Actor, Writer Roscoe Pond
Actor, Writer Roscoe Pond
Roscoe Pond personal collection

Roscoe Pond sent in his VHS video taped movie audition for “The Dark Wind” (1991). He did not know that over 3,000 Native American actors wanted the lead role of Navajo tribal cop Jim Chee. He also didn't know whether casting looked at his audition or not. It really doesn't matter now after 20 years. “Wind” was a murder mystery set on the Navajo Indian Reservation based on the novel written by Tony Hillerman. Robert Redford who served as producer eventually cast Lou Diamond Phillips as Chee over the objection of Native American groups.

It was Roscoe's first audition try for a major motion picture that had a modern-day lead role for a Native American. This movie came on the heels of native themed films like, “Dances With Wolves” (1990) & “PowWow Highway” (1989). “Wind” had many production problems & was never released into U.S. movie theaters. It went straight to video rental to scathing reviews & unpopularity.

There were rumors at the time that Redford was going to film produce the next Hillerman novel “A Thief of Time.” That idea never came to fruition. Roscoe is a huge fan of Tony Hillerman & later considered himself too old to portray Jim Chee in the PBS movies, “Skinwalkers” (2002), “Coyote Waits” (2003) & “A Thief of Time” (2004). Adam Beach portrayed Chee in those films which Redford had produced & bought the rights to Hillerman's Jim Chee/Joe Leaphorn mystery books.

It all began as an idea which became an obsession for Roscoe Pond about tribal cop stories. He sat down to write his own screenplay which became “Tribal Cop” back in 2010. He shut out the world for 9 days & his story came to life about a tribal cop, his two dogs & best friend partner. Roscoe decided that the setting could be on any Indian reservation that has a casino. It had to be a modern day story filled with mystery, greed, power, casino money & of course murder.

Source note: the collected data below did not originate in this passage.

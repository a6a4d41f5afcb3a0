use std::collections::HashMap;
use std::sync::Arc;
use std::time::{Duration, Instant};

use tracing::{debug, error, info, warn};
use uuid::Uuid;

use super::diff::diff_grains;
use super::report::{SliceReport, SyncReport};
use crate::auth::{CurrentUser, enforce_role, enforce_server_role};
use crate::credentials::{Credentials, SyncKey};
use crate::error::{Error, Result};
use crate::remote::{Connector, Remote};
use crate::store::Store;
use crate::types::{Grain, Role, ServerRole, Slice, Subscription, SyncStatus};

fn millis(elapsed: Duration) -> i64 {
    i64::try_from(elapsed.as_millis()).unwrap_or(i64::MAX)
}

/// Drives reconciliation sessions from this (secondary) server against its
/// primaries.
pub struct SyncEngine {
    store: Arc<dyn Store>,
    connector: Arc<dyn Connector>,
    key: Option<SyncKey>,
    role: ServerRole,
}

impl SyncEngine {
    pub fn new(
        store: Arc<dyn Store>,
        connector: Arc<dyn Connector>,
        key: Option<SyncKey>,
        role: ServerRole,
    ) -> Self {
        Self {
            store,
            connector,
            key,
            role,
        }
    }

    /// Runs one session against the primary company `primary_id`.
    ///
    /// Per-slice failures are logged and reported; the session carries on.
    /// Anything that stops the session is returned as the error. Either way a
    /// session row lands in the activity log once the gates have passed.
    pub fn start(&self, user: &CurrentUser, primary_id: Uuid) -> Result<SyncReport> {
        enforce_server_role(self.role, ServerRole::Secondary)?;
        enforce_role(user, Role::Admin)?;

        let started = Instant::now();
        let mut report = SyncReport {
            primary_id,
            ..SyncReport::default()
        };
        let mut label = format!("Syncing \"{primary_id}\"");

        let result = self.session(primary_id, &mut label, &mut report);

        let elapsed = started.elapsed();
        report.duration_ms = millis(elapsed);
        let err = result.as_ref().err().map(ToString::to_string);
        if let Err(e) = self
            .store
            .log_activity(None, &label, elapsed, err.as_deref())
        {
            warn!(error = %e, "failed to record sync session");
        }

        match result {
            Ok(()) => {
                info!(
                    primary = %report.primary_name,
                    slices = report.slices.len(),
                    errors = report.errors(),
                    duration_ms = report.duration_ms,
                    "sync session finished"
                );
                Ok(report)
            }
            Err(e) => {
                error!(%primary_id, error = %e, "sync session failed");
                Err(e)
            }
        }
    }

    fn session(&self, primary_id: Uuid, label: &mut String, report: &mut SyncReport) -> Result<()> {
        let primary = self.store.company(primary_id)?;
        *label = format!("Syncing \"{}\" ({})", primary.name, primary.sync_addr);
        report.primary_name = primary.name.clone();

        if !primary.active {
            return Err(Error::forbidden(format!(
                "company \"{}\" is inactive",
                primary.name
            )));
        }
        if primary.sync_addr.is_empty() {
            return Err(Error::Config(format!(
                "company \"{}\" has no sync address",
                primary.name
            )));
        }
        let key = self
            .key
            .as_ref()
            .ok_or_else(|| Error::Config("no sync key configured".to_string()))?;
        let credentials = Credentials::decrypt(&primary.sync_api_key, key)?;

        info!(primary = %primary.name, addr = %primary.sync_addr, "starting sync session");
        let remote = self.connector.connect(&primary.sync_addr, &credentials)?;

        let remote_subs = remote.all_subs()?;
        let local: HashMap<Uuid, Subscription> = self
            .store
            .subscriptions(primary_id)?
            .into_iter()
            .map(|sub| (sub.sub_id, sub))
            .collect();

        for remote_sub in &remote_subs {
            let started = Instant::now();
            match self.reconcile(remote.as_ref(), primary_id, remote_sub, &local, report) {
                Ok(Some(slice_report)) => report.slices.push(slice_report),
                Ok(None) => {}
                Err(e) => {
                    let name = remote_sub
                        .slice
                        .as_ref()
                        .map_or(remote_sub.name.as_str(), |s| s.name.as_str());
                    warn!(slice = name, sub_id = %remote_sub.sub_id, error = %e, "slice sync failed");

                    let detail = e.to_string();
                    if let Err(log_err) = self.store.log_activity(
                        Some(remote_sub.sub_id),
                        &format!("Syncing slice \"{name}\""),
                        started.elapsed(),
                        Some(&detail),
                    ) {
                        warn!(error = %log_err, "failed to record slice error");
                    }
                    report.slices.push(SliceReport {
                        sub_id: remote_sub.sub_id,
                        slice_id: remote_sub.slice_id,
                        slice_name: name.to_string(),
                        error: Some(detail),
                        ..SliceReport::default()
                    });
                }
            }
        }
        Ok(())
    }

    /// Mirrors one remote subscription and, when it is active on both sides,
    /// syncs its slice.
    fn reconcile(
        &self,
        remote: &dyn Remote,
        primary_id: Uuid,
        remote_sub: &Subscription,
        local: &HashMap<Uuid, Subscription>,
        report: &mut SyncReport,
    ) -> Result<Option<SliceReport>> {
        let remote_slice = remote_sub.slice.as_ref().ok_or_else(|| {
            Error::Remote(format!(
                "subscription \"{}\" arrived without its slice",
                remote_sub.name
            ))
        })?;

        let active = match local.get(&remote_sub.sub_id) {
            None => {
                let sub = Subscription {
                    company_id: primary_id,
                    slice: None,
                    ..remote_sub.clone()
                };
                self.store.add_subscription(&sub, remote_slice)?;
                info!(subscription = %sub.name, slice = %remote_slice.name, "new subscription");
                sub.active
            }
            Some(existing) if existing.active && !remote_sub.active => {
                self.store.deactivate_subscription(existing.sub_id)?;
                self.store.log_activity(
                    Some(existing.sub_id),
                    &format!("Subscription \"{}\" deactivated by primary", existing.name),
                    Duration::ZERO,
                    None,
                )?;
                report.deactivated.push(existing.sub_id);
                info!(subscription = %existing.name, "deactivated by primary");
                false
            }
            Some(existing) => existing.active && remote_sub.active,
        };

        if !active {
            debug!(subscription = %remote_sub.name, "subscription inactive, skipping");
            return Ok(None);
        }

        let local_slice = self.store.slice(remote_slice.id)?;
        self.sync_slice(remote, remote_sub.sub_id, &local_slice, remote_slice)
            .map(Some)
    }

    fn sync_slice(
        &self,
        remote: &dyn Remote,
        sub_id: Uuid,
        local: &Slice,
        remote_slice: &Slice,
    ) -> Result<SliceReport> {
        let mut slice_report = SliceReport {
            sub_id,
            slice_id: local.id,
            slice_name: remote_slice.name.clone(),
            ..SliceReport::default()
        };

        if !remote_slice.allow_sync {
            return Err(Error::SliceLocked(remote_slice.name.clone()));
        }
        // An unknown summary on either side never counts as a match.
        if remote_slice.content_hash.is_some() && remote_slice.content_hash == local.content_hash {
            debug!(slice = %remote_slice.name, "content hash unchanged");
            self.store
                .set_slice_sync_status(local.id, SyncStatus::Success)?;
            slice_report.unchanged = true;
            return Ok(slice_report);
        }
        if !self.store.begin_slice_sync(local.id)? {
            return Err(Error::SliceBusy(remote_slice.name.clone()));
        }

        let result = self.transfer(remote, local, remote_slice, &mut slice_report);
        let status = if result.is_ok() {
            SyncStatus::Success
        } else {
            SyncStatus::Error
        };
        if let Err(e) = self.store.set_slice_sync_status(local.id, status) {
            warn!(slice = %remote_slice.name, error = %e, "failed to record sync status");
        }
        result.map(|()| slice_report)
    }

    fn transfer(
        &self,
        remote: &dyn Remote,
        local: &Slice,
        remote_slice: &Slice,
        slice_report: &mut SliceReport,
    ) -> Result<()> {
        let remote_grains = remote.grain_list(remote_slice.id)?;
        let local_grains = self.store.grains(local.id, true)?;
        let diff = diff_grains(&remote_grains, &local_grains);
        let listed: HashMap<Uuid, &Grain> = remote_grains.iter().map(|g| (g.id, g)).collect();

        // Deletes go first: a replaced grain keeps its key under a new id.
        slice_report.deleted = self.store.delete_grains(&diff.deletes)?;
        for id in &diff.adds {
            let grain = listed
                .get(id)
                .copied()
                .filter(|g| g.slice_id == local.id)
                .ok_or_else(|| {
                    Error::Remote(format!("grain {id} is not listed under slice {}", local.id))
                })?;
            // Payloads go straight from the response into the store.
            let mut payload = remote.grain_payload(*id)?;
            self.store.add_grain_from(grain, payload.len, &mut payload.body)?;
            slice_report.added += 1;
        }

        slice_report.metadata_changed = self.store.update_slice_metadata(local.id, remote_slice)?;

        let refreshed = self.store.refresh_slice(local.id)?;
        if refreshed.content_hash != remote_slice.content_hash {
            let unknown = || "unknown".to_string();
            return Err(Error::HashMismatch {
                expected: remote_slice.content_hash.clone().unwrap_or_else(unknown),
                actual: refreshed.content_hash.unwrap_or_else(unknown),
            });
        }

        info!(
            slice = %remote_slice.name,
            added = slice_report.added,
            deleted = slice_report.deleted,
            metadata_changed = slice_report.metadata_changed,
            "slice synced"
        );
        Ok(())
    }
}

Roscoe found that getting Hollywood executives to even look at his screenplay was hard. After two years, many rewrites & sending to film producers. The con-census was that “Tribal Cop” would never see the light of day. Roscoe made the big mistake of letting would-be Native American producers & activists look at it. They had no money, made false promises & had axes to grind. Some didn't even read the screenplay. The politics in the Native film community was too hard to bare.

It seemed that Roscoe was the only person who believed in his own idea. He decided to delve back into more rewrites, take screen writing classes & workshops. That brought more depth & meaning to his story. He is very critical of his own writing & that is the reason for the actor table read coming Feb. 15, 2014 at Albuquerque, N.M. Roscoe needs to hear his words spoken from actors to help bring his story to the next level.

Several movie producers have come & gone over the last three years. Roscoe has a tentative film director attached & they are working on a production budget. The important thing right now is the “Tribal Cop” story & making that better. - For updates on this production you can visit the Roscoe Pond Facebook page.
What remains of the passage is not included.